---- GIVEN RECORDS
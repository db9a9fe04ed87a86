use std::sync::Arc;

use cucumber::{given, then, when};
use morph::RoleTable;
use morph::testing::TestPlatform;
use morph_api::{CrudAction, FieldDescriptor, PrimitiveType};

use crate::MorphWorld;

/// Parse a compact field list such as `name:string!, authors->author,
/// role:select(admin|editor)`. A trailing `!` marks the field required.
fn parse_fields(list: &str) -> Vec<FieldDescriptor> {
    list.split(',')
        .map(str::trim)
        .filter(|item| !item.is_empty())
        .map(parse_field)
        .collect()
}

fn parse_field(item: &str) -> FieldDescriptor {
    let (item, required) = match item.strip_suffix('!') {
        Some(rest) => (rest, true),
        None => (item, false),
    };
    let field = if let Some((name, target)) = item.split_once("->") {
        FieldDescriptor::relation(name.trim(), target.trim())
    } else {
        let (name, kind) = item
            .split_once(':')
            .unwrap_or_else(|| panic!("field '{}' needs a kind", item));
        match kind {
            "string" => FieldDescriptor::string(name).with_hint("text"),
            "number" => FieldDescriptor::new(name, PrimitiveType::Number),
            "boolean" => FieldDescriptor::new(name, PrimitiveType::Boolean),
            "date" => FieldDescriptor::new(name, PrimitiveType::Date),
            "password" => FieldDescriptor::string(name).with_hint("password"),
            select if select.starts_with("select(") => {
                let values = select
                    .trim_start_matches("select(")
                    .trim_end_matches(')')
                    .split('|');
                FieldDescriptor::string(name)
                    .with_hint("select")
                    .with_enum_values(values)
            }
            other => panic!("unknown field kind '{}'", other),
        }
    };
    if required { field.required() } else { field }
}

#[given(regex = r#"^a platform where "(\w+)" may only read$"#)]
async fn read_only_role(world: &mut MorphWorld, role: String) {
    let gate = RoleTable::new()
        .allow(morph::testing::TEST_ROLE, CrudAction::ALL)
        .allow(role, [CrudAction::Read]);
    world.platform = TestPlatform::with_gate(Arc::new(gate));
}

#[given(regex = r#"^I act as "(\w+)"$"#)]
async fn act_as(world: &mut MorphWorld, role: String) {
    world.role = Some(role);
}

#[given(regex = r#"^an entity type "(\w+)" with fields "([^"]*)"$"#)]
async fn define_entity_type(world: &mut MorphWorld, name: String, fields: String) {
    world
        .platform
        .define(&name, parse_fields(&fields))
        .await
        .unwrap_or_else(|e| panic!("define {} failed: {}", name, e));
}

#[when(regex = r#"^I redefine "(\w+)" with fields "([^"]*)"$"#)]
async fn redefine_entity_type(world: &mut MorphWorld, name: String, fields: String) {
    world
        .platform
        .platform
        .schemas
        .redefine(&name, parse_fields(&fields))
        .await
        .unwrap_or_else(|e| panic!("redefine {} failed: {}", name, e));
}

#[given(regex = r#"^I hold the compiled handle for "(\w+)"$"#)]
async fn hold_handle(world: &mut MorphWorld, name: String) {
    let handle = world.platform.platform.registry.resolve(&name).await.unwrap();
    world.held_handle = Some(handle);
}

#[then(regex = r#"^resolving "(\w+)" shows "(\w+)" as required$"#)]
async fn resolved_field_required(world: &mut MorphWorld, name: String, field: String) {
    let handle = world.platform.platform.registry.resolve(&name).await.unwrap();
    let plan = &handle.artifacts.crud_plan;
    assert!(
        plan.required_fields.contains(&field),
        "required fields of {}: {:?}",
        name,
        plan.required_fields
    );
}

#[then(regex = r#"^the held handle does not know field "(\w+)"$"#)]
async fn held_handle_lacks_field(world: &mut MorphWorld, field: String) {
    let handle = world.held_handle.as_ref().expect("no handle held");
    assert!(handle.artifacts.storage_schema.field(&field).is_none());
}
//! Dirty-entity signal implementations.
//!
//! The signal holds at most one pending entity name. Marking again overwrites
//! it; `take` reads and clears.

use std::path::PathBuf;
use std::sync::Mutex;

use async_trait::async_trait;
use morph_core::{DirtySignal, Result};
use tracing::{debug, warn};
use uuid::Uuid;

#[derive(Debug, Default)]
pub struct MemoryDirtySignal {
    pending: Mutex<Option<String>>,
}

impl MemoryDirtySignal {
    pub fn new() -> Self {
        Self::default()
    }
}

#[async_trait]
impl DirtySignal for MemoryDirtySignal {
    async fn mark(&self, entity: &str) -> Result<()> {
        let mut pending = self.pending.lock().unwrap_or_else(|e| e.into_inner());
        *pending = Some(entity.to_string());
        Ok(())
    }

    async fn take(&self) -> Result<Option<String>> {
        let mut pending = self.pending.lock().unwrap_or_else(|e| e.into_inner());
        Ok(pending.take())
    }
}

/// Marker file shared between processes: its content is the entity name.
#[derive(Debug, Clone)]
pub struct FileDirtySignal {
    path: PathBuf,
}

impl FileDirtySignal {
    pub fn new(path: impl Into<PathBuf>) -> Self {
        Self { path: path.into() }
    }

    /// Unique sibling of the marker, so renames stay on one filesystem.
    fn scratch_path(&self, purpose: &str) -> PathBuf {
        let mut name = self
            .path
            .file_name()
            .map(|n| n.to_os_string())
            .unwrap_or_default();
        name.push(format!(".{}.{}", Uuid::new_v4().simple(), purpose));
        self.path.with_file_name(name)
    }
}

#[async_trait]
impl DirtySignal for FileDirtySignal {
    async fn mark(&self, entity: &str) -> Result<()> {
        if let Some(parent) = self.path.parent() {
            tokio::fs::create_dir_all(parent).await?;
        }
        // Readers see either the previous marker or the complete new one.
        let tmp = self.scratch_path("tmp");
        tokio::fs::write(&tmp, entity.as_bytes()).await?;
        tokio::fs::rename(&tmp, &self.path).await?;
        debug!("[FileDirtySignal] Marked '{}'", entity);
        Ok(())
    }

    async fn take(&self) -> Result<Option<String>> {
        // Exactly one taker wins the rename; a later mark creates a new marker.
        let claimed = self.scratch_path("taking");
        match tokio::fs::rename(&self.path, &claimed).await {
            Ok(()) => {}
            Err(e) if e.kind() == std::io::ErrorKind::NotFound => return Ok(None),
            Err(e) => return Err(e.into()),
        }
        let contents = tokio::fs::read_to_string(&claimed).await;
        if let Err(e) = tokio::fs::remove_file(&claimed).await {
            warn!("[FileDirtySignal] Failed to remove {}: {}", claimed.display(), e);
        }
        let contents = contents?;
        let name = contents.trim();
        Ok((!name.is_empty()).then(|| name.to_string()))
    }
}

#[cfg(test)]
mod tests {
    use super::*;
    use serial_test::serial;
    use tempfile::TempDir;

    #[tokio::test]
    async fn memory_signal_holds_one_name() {
        let signal = MemoryDirtySignal::new();
        assert_eq!(signal.take().await.unwrap(), None);
        signal.mark("post").await.unwrap();
        signal.mark("author").await.unwrap();
        assert_eq!(signal.take().await.unwrap().as_deref(), Some("author"));
        assert_eq!(signal.take().await.unwrap(), None);
    }

    #[tokio::test]
    #[serial]
    async fn file_signal_read_and_clear() {
        let dir = TempDir::new().unwrap();
        let signal = FileDirtySignal::new(dir.path().join("state").join("dirty"));

        assert_eq!(signal.take().await.unwrap(), None);
        signal.mark("post").await.unwrap();

        let other_process = FileDirtySignal::new(dir.path().join("state").join("dirty"));
        assert_eq!(other_process.take().await.unwrap().as_deref(), Some("post"));
        assert_eq!(signal.take().await.unwrap(), None);
    }

    #[tokio::test(flavor = "multi_thread", worker_threads = 4)]
    #[serial]
    async fn file_signal_is_taken_exactly_once() {
        let dir = TempDir::new().unwrap();
        let marker = dir.path().join("dirty");

        for round in 0..10 {
            let name = format!("type_{}", round);
            FileDirtySignal::new(&marker).mark(&name).await.unwrap();

            let takers: Vec<_> = (0..8)
                .map(|_| {
                    let signal = FileDirtySignal::new(&marker);
                    tokio::spawn(async move { signal.take().await.unwrap() })
                })
                .collect();
            let taken: Vec<String> = futures::future::join_all(takers)
                .await
                .into_iter()
                .filter_map(|result| result.unwrap())
                .collect();
            assert_eq!(taken, vec![name]);
        }

        // Claimed markers are cleaned up.
        let mut entries = tokio::fs::read_dir(dir.path()).await.unwrap();
        assert!(entries.next_entry().await.unwrap().is_none());
    }

    #[tokio::test]
    #[serial]
    async fn mark_after_take_is_not_lost() {
        let dir = TempDir::new().unwrap();
        let signal = FileDirtySignal::new(dir.path().join("dirty"));
        signal.mark("post").await.unwrap();
        assert_eq!(signal.take().await.unwrap().as_deref(), Some("post"));
        signal.mark("author").await.unwrap();
        assert_eq!(signal.take().await.unwrap().as_deref(), Some("author"));
    }
}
--------
▸ **YOUR INSTRUCTIONS**:
After identifying the lines above that contain "format", copy each one.

▸ **THE COMPLETED TASK**:
        name.push(format!(".{}.{}", Uuid::new_v4().simple(), purpose));
            let name = format!("type_{}", round);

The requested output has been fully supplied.